Разведчица ничуть не огорчилась: это хорошо, что не узнала, повернулась уходить.
— К соседке попросись, — услышала за собой, — од на она, как палец. Рада будет…
Было еще светло, когда Марья Ивановна постучалась в дом, в который не захотели ее взять замуж. Вышла старуха, грузная, сердитая. Зная ее нрав и набожность, разведчица поклонилась низко, перекрестилась.
— Пусти меня, ради Христа, переночевать… Моченьки нету, ног под собой не чую…
Сказала то же, что и в других хатах говорила. Сжалилась хозяйка над бездомной, впустила. Постелила соломки на полу возле порога, стянула подстилку с печи и подушку.
— Хорошо ли будет?
— Хорошо, милая, хорошо!
— Может, проголодалась, так я соберу что-нибудь на стол…
— Спасибо, у меня есть и хлебушек, и еще кое-что… Люди добрые подают во имя господа…
— Откуда сама?
— Из-за Дерюжной я, с Выселок…
— Много ли там немцев?
— Много…
— Хо-хо-хо, где их только нет, супостатов… Горе мне от них: сын запропал гдей-то, ни слуху ни духу… А тут еще сноха поганая, не ужились мы с ней…
Старуха опустилась на колени перед иконами.

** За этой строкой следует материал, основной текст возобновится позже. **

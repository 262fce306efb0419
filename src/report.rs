// src/report.rs
// =============================================================================
// What the user sees in the terminal:
// - a progress bar, one tick per root domain (success, failure or timeout)
// - a summary once the run is over, as a table or as JSON
//
// Per-page details live in the log files, not here.
// =============================================================================

use std::time::Duration;

use anyhow::Result;
use indicatif::{ProgressBar, ProgressStyle};

use crate::orchestrator::{DomainStatus, RunReport};

/// Progress bar sized to the number of root domains
pub fn progress_bar(total: u64) -> ProgressBar {
    let pb = ProgressBar::new(total);
    // Template is a constant; fall back to the default style if it is rejected
    if let Ok(style) = ProgressStyle::default_bar()
        .template("{spinner:.green} [{bar:40.green/dim}] {pos}/{len} domains ({elapsed})")
    {
        pb.set_style(style.progress_chars("█▓░"));
    }
    pb.enable_steady_tick(Duration::from_millis(100));
    pb
}

// Prints the report either as a table or JSON
pub fn print_report(report: &RunReport, json: bool) -> Result<()> {
    if json {
        let json_output = serde_json::to_string_pretty(report)?;
        println!("{}", json_output);
    } else {
        print_table(report);
    }
    Ok(())
}

// Prints results as a human-readable table in the terminal
fn print_table(report: &RunReport) {
    println!("{:<50} {:<15} {:>8} {:>8}", "ROOT DOMAIN", "STATUS", "PAGES", "ERRORS");
    println!("{}", "=".repeat(84));

    for domain in &report.domains {
        // Truncate long roots so the columns stay aligned
        let root_display = if domain.root.chars().count() > 47 {
            format!("{}...", domain.root.chars().take(47).collect::<String>())
        } else {
            domain.root.clone()
        };

        println!(
            "{:<50} {:<15} {:>8} {:>8}",
            root_display,
            format_status(&domain.status),
            domain.pages,
            domain.errors
        );
    }

    println!();

    let completed = report.count(|s| matches!(s, DomainStatus::Completed));
    let timed_out = report.count(|s| matches!(s, DomainStatus::TimedOut));
    let failed = report.count(|s| matches!(s, DomainStatus::Failed { .. }));

    println!("📊 Summary:");
    println!("   ✅ Completed: {}", completed);
    println!("   ⏱️  Timed out: {}", timed_out);
    println!("   ❌ Failed: {}", failed);
    println!("   📋 Pages found: {}", report.total_pages());
}

fn format_status(status: &DomainStatus) -> String {
    match status {
        DomainStatus::Completed => "✅ COMPLETED".to_string(),
        DomainStatus::TimedOut => "⏱️  TIMEOUT".to_string(),
        DomainStatus::Failed { .. } => "❌ FAILED".to_string(),
    }
}

#[cfg(test)]
mod tests {
    use super::*;
    use crate::orchestrator::DomainReport;

    fn report() -> RunReport {
        RunReport {
            domains: vec![
                DomainReport {
                    root: "http://a.test".to_string(),
                    status: DomainStatus::Completed,
                    pages: 5,
                    errors: 1,
                },
                DomainReport {
                    root: "http://b.test".to_string(),
                    status: DomainStatus::TimedOut,
                    pages: 2,
                    errors: 0,
                },
                DomainReport {
                    root: "nope".to_string(),
                    status: DomainStatus::Failed {
                        reason: "invalid root domain".to_string(),
                    },
                    pages: 0,
                    errors: 0,
                },
            ],
        }
    }

    #[test]
    fn test_report_totals() {
        let report = report();
        assert_eq!(report.total_pages(), 7);
        assert_eq!(report.count(|s| matches!(s, DomainStatus::TimedOut)), 1);
        assert_eq!(report.count(|s| matches!(s, DomainStatus::Failed { .. })), 1);
    }

    #[test]
    fn test_format_status() {
        assert_eq!(format_status(&DomainStatus::TimedOut), "⏱️  TIMEOUT");
        assert_eq!(
            format_status(&DomainStatus::Failed {
                reason: String::new()
            }),
            "❌ FAILED"
        );
    }

    #[test]
    fn test_print_report_json_and_table() {
        assert!(print_report(&report(), true).is_ok());
        assert!(print_report(&report(), false).is_ok());
    }
}
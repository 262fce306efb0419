// src/cli.rs
// =============================================================================
// This file defines our command-line interface using the `clap` crate.
//
// All configuration comes from here: where the root domains are read from,
// where discovered URLs go, where logs go, and how each crawl is bounded.
// =============================================================================

use std::path::PathBuf;
use std::time::Duration;

use clap::Parser;

use crate::crawl::CrawlConfig;

#[derive(Parser, Debug)]
#[command(
    name = "scopecrawl",
    version,
    about = "Discovers every reachable page under a list of root domains",
    long_about = "scopecrawl crawls each root domain in turn, staying on that domain's hosts, \
                  and writes every page it finds to an output file, one URL per line. \
                  A domain that goes quiet for too long is abandoned and the run moves on."
)]
pub struct Cli {
    /// File with one root domain URL per line
    #[arg(default_value = "rootdomains.txt")]
    pub input: PathBuf,

    /// File that receives the discovered URLs (truncated on start)
    #[arg(long, short, default_value = "targetlist.txt")]
    pub output: PathBuf,

    /// Directory for info.log and error.log
    #[arg(long, default_value = "logs")]
    pub log_dir: PathBuf,

    /// Maximum number of link hops from a root domain
    ///
    /// 0 = only the root page
    /// 1 = root page + pages it links to
    /// etc.
    #[arg(long, default_value_t = 3)]
    pub max_depth: usize,

    /// Seconds without any crawl activity before a domain is abandoned
    ///
    /// Every discovered page and every failed page restarts this window,
    /// so it does not cap the total time spent on a domain.
    #[arg(long, default_value_t = 60, value_parser = clap::value_parser!(u64).range(1..))]
    pub timeout_secs: u64,

    /// Pages fetched at once within one domain
    #[arg(long, default_value_t = 10, value_parser = clap::value_parser!(u64).range(1..))]
    pub concurrency: u64,

    /// Seconds before a single HTTP request gives up
    #[arg(long, default_value_t = 10, value_parser = clap::value_parser!(u64).range(1..))]
    pub request_timeout_secs: u64,

    /// Print the end-of-run summary as JSON instead of a table
    #[arg(long)]
    pub json: bool,
}

impl Cli {
    pub fn crawl_config(&self) -> CrawlConfig {
        CrawlConfig {
            max_depth: self.max_depth,
            concurrency: self.concurrency as usize,
        }
    }

    pub fn domain_timeout(&self) -> Duration {
        Duration::from_secs(self.timeout_secs)
    }

    pub fn request_timeout(&self) -> Duration {
        Duration::from_secs(self.request_timeout_secs)
    }
}
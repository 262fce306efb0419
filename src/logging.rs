// src/logging.rs
// =============================================================================
// Diagnostics: two plain-text log files under the log directory.
//
// - info.log  : everything allowed by RUST_LOG (default "info")
// - error.log : errors only (page failures, timeouts, failed domains)
//
// The subscriber is installed for the current thread only and removed when
// the returned guard is dropped, so the entry point owns its lifetime.
// That covers every task because the binary runs on a current-thread
// runtime.
// =============================================================================

use std::fs::{File, OpenOptions};
use std::path::Path;
use std::sync::Mutex;

use anyhow::{Context, Result};
use tracing::subscriber::DefaultGuard;
use tracing_subscriber::filter::LevelFilter;
use tracing_subscriber::{fmt, layer::SubscriberExt, EnvFilter, Layer};

pub fn init(log_dir: &Path) -> Result<DefaultGuard> {
    std::fs::create_dir_all(log_dir)
        .with_context(|| format!("failed to create log directory {}", log_dir.display()))?;

    let info_log = open_log(&log_dir.join("info.log"))?;
    let error_log = open_log(&log_dir.join("error.log"))?;

    let filter = EnvFilter::try_from_default_env()
        .unwrap_or_else(|_| EnvFilter::new("info,hyper=warn,reqwest=warn"));

    let subscriber = tracing_subscriber::registry()
        .with(
            fmt::layer()
                .with_ansi(false)
                .with_writer(Mutex::new(info_log))
                .with_filter(filter),
        )
        .with(
            fmt::layer()
                .with_ansi(false)
                .with_writer(Mutex::new(error_log))
                .with_filter(LevelFilter::ERROR),
        );

    let guard = tracing::subscriber::set_default(subscriber);
    tracing::debug!("Logging initialized");
    Ok(guard)
}

// Logs accumulate across runs
fn open_log(path: &Path) -> Result<File> {
    OpenOptions::new()
        .create(true)
        .append(true)
        .open(path)
        .with_context(|| format!("failed to open log file {}", path.display()))
}

#[cfg(test)]
mod tests {
    use super::*;

    #[test]
    fn test_errors_go_to_both_files() {
        let dir = tempfile::tempdir().unwrap();

        {
            let _guard = init(dir.path()).unwrap();
            tracing::info!("processing http://a.test");
            tracing::error!("[ERROR][http://b.test] timeout");
        }

        let info = std::fs::read_to_string(dir.path().join("info.log")).unwrap();
        let errors = std::fs::read_to_string(dir.path().join("error.log")).unwrap();

        assert!(info.contains("processing http://a.test"));
        assert!(info.contains("timeout"));
        assert!(errors.contains("[ERROR][http://b.test] timeout"));
        assert!(!errors.contains("processing"));
    }

    #[test]
    fn test_creates_missing_log_dir() {
        let dir = tempfile::tempdir().unwrap();
        let nested = dir.path().join("nested").join("logs");

        let _guard = init(&nested).unwrap();
        assert!(nested.join("info.log").exists());
        assert!(nested.join("error.log").exists());
    }
}
// src/orchestrator.rs
// =============================================================================
// Runs the domain crawls one after another.
//
// For each root domain:
// 1. Arm a fresh watchdog with the per-domain inactivity window
// 2. Start the domain crawl and listen to its events:
//    - every event resets the watchdog
//    - pages are appended to the output, errors are logged
// 3. Whichever comes first wins: the crawl finishing or the watchdog firing
// 4. Anything that goes wrong stays with that domain; the run moves on
// 5. Tick the progress bar
//
// When every domain has been attempted the output is flushed and closed.
// =============================================================================

use std::io::Write;
use std::panic::AssertUnwindSafe;
use std::time::Duration;

use futures::FutureExt;
use indicatif::ProgressBar;
use serde::Serialize;
use tokio::sync::mpsc;
use tracing::{error, info, info_span, Instrument};

use crate::crawl::{in_scope, CrawlEvent, CrawlSummary, DomainCrawler, Watchdog};
use crate::error::CrawlError;
use crate::fetcher::Fetcher;
use crate::output::OutputSink;

/// How the processing of one root domain ended
#[derive(Debug, Clone, PartialEq, Eq, Serialize)]
#[serde(tag = "status", rename_all = "snake_case")]
pub enum DomainStatus {
    /// The frontier was exhausted
    Completed,
    /// The watchdog saw no activity for a full window
    TimedOut,
    /// The domain could not be processed at all
    Failed { reason: String },
}

#[derive(Debug, Clone, Serialize)]
pub struct DomainReport {
    pub root: String,
    #[serde(flatten)]
    pub status: DomainStatus,
    /// Lines written to the output for this domain
    pub pages: usize,
    /// Pages that failed to fetch
    pub errors: usize,
}

#[derive(Debug, Clone, Default, Serialize)]
pub struct RunReport {
    pub domains: Vec<DomainReport>,
}

impl RunReport {
    pub fn total_pages(&self) -> usize {
        self.domains.iter().map(|d| d.pages).sum()
    }

    pub fn count(&self, matches: impl Fn(&DomainStatus) -> bool) -> usize {
        self.domains.iter().filter(|d| matches(&d.status)).count()
    }
}

// How the race between crawl and watchdog settled
enum Settled {
    Finished(CrawlSummary),
    TimedOut,
    Failed(CrawlError),
}

// State of one root domain while it is being crawled
struct CrawlJob<'a, W: Write> {
    root: &'a str,
    watchdog: Watchdog,
    sink: &'a mut OutputSink<W>,
    pages: usize,
    errors: usize,
}

impl<'a, W: Write> CrawlJob<'a, W> {
    fn record(&mut self, event: CrawlEvent) -> Result<(), CrawlError> {
        self.watchdog.reset();

        match event {
            CrawlEvent::Page { url, depth } => {
                debug_assert!(in_scope(url.as_str(), self.root));
                tracing::debug!(url = %url, depth, "page discovered");
                self.sink.append(url.as_str())?;
                self.pages += 1;
            }
            CrawlEvent::Error { url, error } => {
                self.errors += 1;
                error!(url = %url, "[ERROR][{}] {}", self.root, error);
            }
        }

        Ok(())
    }

    fn into_report(self, status: DomainStatus) -> DomainReport {
        DomainReport {
            root: self.root.to_string(),
            status,
            pages: self.pages,
            errors: self.errors,
        }
    }
}

pub struct CrawlOrchestrator<F> {
    crawler: DomainCrawler<F>,
    domain_timeout: Duration,
}

impl<F: Fetcher> CrawlOrchestrator<F> {
    /// `domain_timeout` is the inactivity window, not a cap on total time
    pub fn new(crawler: DomainCrawler<F>, domain_timeout: Duration) -> Self {
        Self {
            crawler,
            domain_timeout,
        }
    }

    /// Crawls every root in order, then closes `sink`
    ///
    /// Per-domain failures end up in the report. Only failing to flush the
    /// output is returned as an error.
    pub async fn run<W: Write>(
        &self,
        roots: &[String],
        mut sink: OutputSink<W>,
        progress: &ProgressBar,
    ) -> std::io::Result<RunReport> {
        let mut report = RunReport::default();

        info!(
            domains = roots.len(),
            max_depth = self.crawler.config().max_depth,
            timeout_secs = self.domain_timeout.as_secs(),
            "starting run"
        );

        for root in roots {
            let span = info_span!("domain", root = %root);
            let domain = self.process_domain(root, &mut sink).instrument(span).await;
            report.domains.push(domain);
            progress.inc(1);
        }

        info!(lines = sink.lines(), "closing output");
        sink.close()?;

        Ok(report)
    }

    async fn process_domain<W: Write>(&self, root: &str, sink: &mut OutputSink<W>) -> DomainReport {
        info!("Processing {}", root);

        let timeout = self.domain_timeout;
        let fire_root = root.to_string();
        let watchdog = Watchdog::arm(timeout, move || {
            error!(timeout_secs = timeout.as_secs(), "[ERROR][{}] timeout", fire_root);
        });
        let timed_out = watchdog.token();

        let mut job = CrawlJob {
            root,
            watchdog,
            sink,
            pages: 0,
            errors: 0,
        };

        let (tx, mut rx) = mpsc::unbounded_channel();

        let settled = {
            let crawl = AssertUnwindSafe(self.crawler.crawl(root, &tx, &timed_out)).catch_unwind();
            tokio::pin!(crawl);

            loop {
                tokio::select! {
                    biased;
                    Some(event) = rx.recv() => {
                        if let Err(e) = job.record(event) {
                            break Settled::Failed(e);
                        }
                    }
                    _ = timed_out.cancelled() => break Settled::TimedOut,
                    result = &mut crawl => {
                        // Events sent right before the crawl returned (or panicked)
                        let drained = drain(&mut job, &mut rx);
                        break match (result, drained) {
                            (Err(panic), _) => Settled::Failed(CrawlError::from_panic(panic)),
                            (Ok(Err(e)), _) | (Ok(Ok(_)), Err(e)) => Settled::Failed(e),
                            (Ok(Ok(summary)), Ok(())) => Settled::Finished(summary),
                        };
                    }
                }
            }
        };

        // Settled through any path: no timer may outlive the job
        job.watchdog.disarm();

        match settled {
            Settled::Finished(summary) if summary.cancelled => job.into_report(DomainStatus::TimedOut),
            Settled::Finished(_) => {
                info!(pages = job.pages, "Found {} pages for domain: {}", job.pages, root);
                job.into_report(DomainStatus::Completed)
            }
            Settled::TimedOut => job.into_report(DomainStatus::TimedOut),
            Settled::Failed(e) => {
                error!("[!ERROR][{}] {}", root, e);
                job.into_report(DomainStatus::Failed {
                    reason: e.to_string(),
                })
            }
        }
    }
}

fn drain<W: Write>(
    job: &mut CrawlJob<'_, W>,
    rx: &mut mpsc::UnboundedReceiver<CrawlEvent>,
) -> Result<(), CrawlError> {
    while let Ok(event) = rx.try_recv() {
        job.record(event)?;
    }
    Ok(())
}

// -----------------------------------------------------------------------------
// NOTES:
//
// 1. What does tokio::select! do here?
//    - It polls three things at once: new crawl events, the watchdog token
//      and the crawl itself, and runs the branch of whichever is ready
//    - `biased;` makes it check them top to bottom, so queued events are
//      always recorded before the crawl is polled again
//
// 2. What happens to the crawl when the watchdog wins?
//    - The crawl future is dropped when the block ends
//    - Dropping it drops every fetch still in flight, so nothing from that
//      domain can reach the output afterwards
//
// 3. Why catch_unwind?
//    - A panic inside one domain's crawl would otherwise take the whole run
//      down. Caught, it becomes a failed domain like any other.
// -----------------------------------------------------------------------------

— Упаси, господи, раба твоего Виктора на поле бранном… В трудную минуту помоги ему… Вразуми его, боже!.. — доносится ее горячий шепот из переднего ку-та. — А ты в бога веруешь?
— А как же!..
— Чего же легла, не помолившись?..
Досадуя на свою оплошность, разведчица притворно стонет.
— Ох, уморилась я, матушка, ноги не стоят, месту рада…
Долго ворочается в постели хозяйка, вздыхает, горюя о судьбе сына. Невдомек ей, что нету сна и ее случайной гостье. Нахлынули воспоминания, от которых на душе сладко и больно. В сумерках угадывается на стене темный квадрат портрета — конечно же, это он, кого любила. Сильные руки его были так ласковы, а синие глаза чисты, как родниковая вода. Словно лишь вчера держала его русую кучерявую голову на своих коленях, словно лишь вчера он был рядом, милый, добрый и такой безвольный…
Через час или два тихий стук в дверь и тревожный оклик хозяйки:
— Кто там?
— Открой, это я, соседка…
Звякнула щеколда, скрипнула дверь. За женскими легкими шагами чьи-то тяжелые, грузные. Холод понизу пошел, зябко. И вдруг — слепящий свет в глаза.
— А ну, бабка, давай на-гора! — требовательный юношеский голос.
Защищаясь рукой от фонарика, разведчица медлит.
— Старая я… Чего вам от меня надо?..
— Давай, давай, бабка! Знаем, чего… Елка-то, она ведь зелена, а покров-то, чай, опосля лета…
— Не со мной бы тебе, касатик, шутки шутить…
— Иди!
В грудь упирается черное дуло немецкого автомата. Дело серьезное. И куда ее тянут, и что это за люди?.. Ну и подруга, вот это удружила! Кажется, в ее хату ведут.
В теплушке у лампы спиной к двери сидел человек в форме немецкого офицера. При появлении разведчицы он обернулся и приподнялся, вглядываясь с любопытством: что, мол, это за бабка. Плотная, крепкая фигура, широкое лицо, живые глаза. Марью Ивановну в жар бросило. Как не узнать ей Беспрозванного — сколько раз видела его и в Любеже, и в Ясном Клину, разговаривала с ним. Сбросила с головы маскировку.